すなわち、彼が無限と感じたパターンの連なりは、3枚の合わせ鏡と、ごく少数のオブジェクト(内容物)によって生み出された「ちっぽけな無限」に過ぎないことを。

人間の認識そのものが、あるいは似たようなものでしょう。
万華鏡における3枚の合わせ鏡は、人間がそこから逃れられない認識の枠組みです。そしてオブジェクトは、人間に認識できる、ごく限られた対象です。人間は、認識の万華鏡をくるくる回して、いっぱし世界を知り尽くした気になっていますが、もちろんそんなことはないのです。

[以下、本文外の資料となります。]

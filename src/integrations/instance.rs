use std::sync::Arc;
use std::time::Duration;

use async_trait::async_trait;
use spectre_buffers::{Pipeline, PipelineConfig, PipelineError};
use spectre_common::{guarded, DomainError, ErrorKind};
use tokio::sync::RwLock;
use tracing::{error, warn};

use crate::health::{HealthReport, InstanceState};
use crate::query::{AggregationGroup, HistogramBucket, QueryParams, QueryResult};
use crate::record::LogRecord;

use super::client::{ClientSink, IntegrationClient};

/// One running integration: its backend client, its optional ingest
/// pipeline, and the health state machine of §4.4. Exactly one
/// `Instance` exists per configured name at a time; the lifecycle
/// manager re-creates it wholesale on configuration change rather
/// than mutating it in place.
pub struct Instance {
    pub name: String,
    pub kind: String,
    client: Arc<dyn IntegrationClient>,
    pipeline: RwLock<Option<Arc<Pipeline<LogRecord>>>>,
    state: RwLock<InstanceState>,
    health: RwLock<HealthReport>,
}

impl Instance {
    pub fn new(name: String, kind: String, client: Arc<dyn IntegrationClient>) -> Arc<Self> {
        Arc::new(Self {
            name,
            kind,
            client,
            pipeline: RwLock::new(None),
            state: RwLock::new(InstanceState::Stopped),
            health: RwLock::new(HealthReport::new(InstanceState::Stopped, "not started")),
        })
    }

    /// A terminal placeholder for a configuration whose factory
    /// construction itself failed - the `Start err -> failed` edge of
    /// the state machine. Holds a stub client so `Instance` need not
    /// make `client` optional for this one unreachable case.
    pub fn failed(name: String, kind: String, message: impl Into<String>) -> Arc<Self> {
        let message = message.into();
        Arc::new(Self {
            name,
            kind,
            client: Arc::new(UnavailableClient),
            pipeline: RwLock::new(None),
            state: RwLock::new(InstanceState::Failed),
            health: RwLock::new(HealthReport::new(InstanceState::Failed, message)),
        })
    }

    pub async fn state(&self) -> InstanceState {
        *self.state.read().await
    }

    pub async fn health(&self) -> HealthReport {
        self.health.read().await.clone()
    }

    pub fn client(&self) -> Arc<dyn IntegrationClient> {
        Arc::clone(&self.client)
    }

    /// `stopped -> starting -> {healthy, degraded, failed}`. A failed
    /// initial probe still leaves the instance usable in `degraded`
    /// state rather than blocking boot on a transiently unreachable
    /// backend.
    pub async fn start(&self, pipeline_config: PipelineConfig) {
        self.set_state(InstanceState::Starting).await;
        let sink = Arc::new(ClientSink(Arc::clone(&self.client)));
        let pipeline = Pipeline::start(self.name.clone(), pipeline_config, sink);
        *self.pipeline.write().await = Some(pipeline);

        match guarded(self.client.probe()).await {
            Ok(Ok(())) => self.transition_healthy("initial probe succeeded").await,
            Ok(Err(e)) => {
                warn!(integration = %self.name, error = %e, "initial connectivity probe failed; starting degraded");
                self.transition_degraded(e.to_string()).await;
            }
            Err(panic_message) => {
                error!(integration = %self.name, panic = %panic_message, "start panicked");
                self.transition_failed(panic_message).await;
            }
        }
    }

    /// The periodic probe driving `healthy <-> degraded` (period
    /// roughly 30s, per the lifecycle manager). A no-op outside those
    /// two states.
    pub async fn probe(&self) {
        if !self.state().await.is_healthy_or_degraded() {
            return;
        }
        if let Some(pipeline) = self.pipeline.read().await.clone() {
            if pipeline.has_panicked() {
                error!(integration = %self.name, "ingest pipeline flusher panicked");
                self.transition_failed("ingest pipeline flusher panicked").await;
                return;
            }
        }
        match guarded(self.client.probe()).await {
            Ok(Ok(())) => self.transition_healthy("probe succeeded").await,
            Ok(Err(e)) => self.transition_degraded(e.to_string()).await,
            Err(panic_message) => self.transition_failed(panic_message).await,
        }
    }

    /// Forwards one record into the instance's ingest pipeline. A
    /// `failed` placeholder (no pipeline was ever started) and an
    /// already-stopped pipeline both report `NotReady` rather than
    /// panicking on the absent channel.
    pub async fn ingest(&self, record: LogRecord) -> Result<(), DomainError> {
        let pipeline = self.pipeline.read().await.clone();
        let Some(pipeline) = pipeline else {
            return Err(DomainError::not_ready(format!("integration {:?} has no active ingest pipeline", self.name)));
        };
        pipeline.ingest(record).await.map_err(|e| match e {
            PipelineError::Stopped => {
                DomainError::not_ready(format!("integration {:?} pipeline has been stopped", self.name))
            }
            PipelineError::Timeout => DomainError::new(ErrorKind::TransientBackend, "pipeline ingest timed out"),
        })
    }

    /// `-> stopping -> stopped`. A deadline timeout during pipeline
    /// drain is logged, not fatal: the instance still lands in
    /// `stopped`. A panic during drain goes through the same recovery
    /// boundary as `start`/`probe` and lands the instance in `failed`
    /// instead.
    pub async fn stop(&self, deadline: Duration) {
        self.set_state(InstanceState::Stopping).await;
        if let Some(pipeline) = self.pipeline.write().await.take() {
            match guarded(pipeline.stop(deadline)).await {
                Ok(Ok(())) => {}
                Ok(Err(e)) => {
                    warn!(integration = %self.name, error = %e, "pipeline did not drain before the stop deadline");
                }
                Err(panic_message) => {
                    error!(integration = %self.name, panic = %panic_message, "stop panicked");
                    self.transition_failed(panic_message).await;
                    return;
                }
            }
        }
        self.set_state(InstanceState::Stopped).await;
    }

    async fn transition_healthy(&self, message: impl Into<String>) {
        self.set_state(InstanceState::Healthy).await;
        *self.health.write().await = HealthReport::new(InstanceState::Healthy, message);
    }

    async fn transition_degraded(&self, message: impl Into<String>) {
        self.set_state(InstanceState::Degraded).await;
        *self.health.write().await = HealthReport::new(InstanceState::Degraded, message);
    }

    async fn transition_failed(&self, message: impl Into<String>) {
        self.set_state(InstanceState::Failed).await;
        *self.health.write().await = HealthReport::new(InstanceState::Failed, message);
    }

    async fn set_state(&self, state: InstanceState) {
        *self.state.write().await = state;
    }
}

/// The client held by a [`Instance::failed`] placeholder. Every
/// method reports `NotReady` rather than being called at all - the
/// lifecycle manager never calls `start`/`probe` on a failed instance
/// - but a live, type-correct value is simpler than an `Option` field
/// threaded through every method above.
struct UnavailableClient;

#[async_trait]
impl IntegrationClient for UnavailableClient {
    async fn query(&self, _params: &QueryParams) -> Result<QueryResult, DomainError> {
        Err(unavailable())
    }

    async fn query_histogram(&self, _params: &QueryParams, _step: Duration) -> Result<Vec<HistogramBucket>, DomainError> {
        Err(unavailable())
    }

    async fn query_aggregation(&self, _params: &QueryParams, _group_by: &str) -> Result<Vec<AggregationGroup>, DomainError> {
        Err(unavailable())
    }

    async fn ingest_batch(&self, _batch: Vec<LogRecord>) -> Result<(), DomainError> {
        Err(unavailable())
    }

    async fn probe(&self) -> Result<(), DomainError> {
        Err(unavailable())
    }
}

fn unavailable() -> DomainError {
    DomainError::new(ErrorKind::NotReady, "integration failed to construct and has no active client")
}

#[cfg(test)]
mod tests {
    use super::*;
    use crate::integrations::mock::MockIntegration;
    use chrono::Utc;
    use spectre_common::HasKind;

    fn record() -> LogRecord {
        LogRecord {
            timestamp: Utc::now(),
            stream: "stdout".into(),
            message: "hello".into(),
            namespace: None,
            pod: None,
            container: None,
            level: None,
        }
    }

    fn config() -> PipelineConfig {
        PipelineConfig::new(16, 4, Duration::from_millis(20))
    }

    #[tokio::test]
    async fn ingest_before_start_is_not_ready() {
        let instance = Instance::new("a".into(), "logstore-mock".into(), Arc::new(MockIntegration::new()));
        let err = instance.ingest(record()).await.unwrap_err();
        assert_eq!(err.kind(), ErrorKind::NotReady);
    }

    #[tokio::test]
    async fn ingest_after_start_succeeds_and_lands_in_the_healthy_state() {
        let instance = Instance::new("a".into(), "logstore-mock".into(), Arc::new(MockIntegration::new()));
        instance.start(config()).await;
        assert_eq!(instance.state().await, InstanceState::Healthy);
        instance.ingest(record()).await.unwrap();
    }

    #[tokio::test]
    async fn ingest_after_stop_is_not_ready() {
        let instance = Instance::new("a".into(), "logstore-mock".into(), Arc::new(MockIntegration::new()));
        instance.start(config()).await;
        instance.stop(Duration::from_secs(1)).await;
        let err = instance.ingest(record()).await.unwrap_err();
        assert_eq!(err.kind(), ErrorKind::NotReady);
    }

    #[tokio::test]
    async fn a_failed_placeholder_reports_not_ready_on_every_call() {
        let instance = Instance::failed("a".into(), "logstore-mock".into(), "construction failed");
        assert_eq!(instance.state().await, InstanceState::Failed);
        let err = instance.ingest(record()).await.unwrap_err();
        assert_eq!(err.kind(), ErrorKind::NotReady);
    }
}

これは哲学者たちが認識論と称して、昔から侃々諤々やってきたテーマですが、議論よりも何よりも、実際にこの「認識の万華鏡」からそっと目を離したら、いったい何が、どんな光景が見えるのでしょうか?

想像するに、それは決して言葉にならない経験であり、お釈迦さまが「悟り」と呼んだものに通じるのでしょうけれど、もちろんこう書いたからといって、何一つ分からないことに変わりはありません。

   ★

まあ、こんなことを考えるのは暇人の証拠で、「下手の考え休むに似たり」でしょうが、でも、人間はとかく慢心しやすいものですから、時にはこんなふうに己の限界を省みた方がよいのです。

万華鏡は単純な玩具に過ぎないとはいえ、その示唆するところはなかなか深遠です。
人生という船旅のお守りに、ひとつ手元にあっても好い。

   ★

さて、選挙です。
悟りの道は遠けれど、このちっぽけな無限世界に、ちっぽけな影響力を及ぼすことは、ちっぽけな私にもできますから、ちょっと行ってきましょう。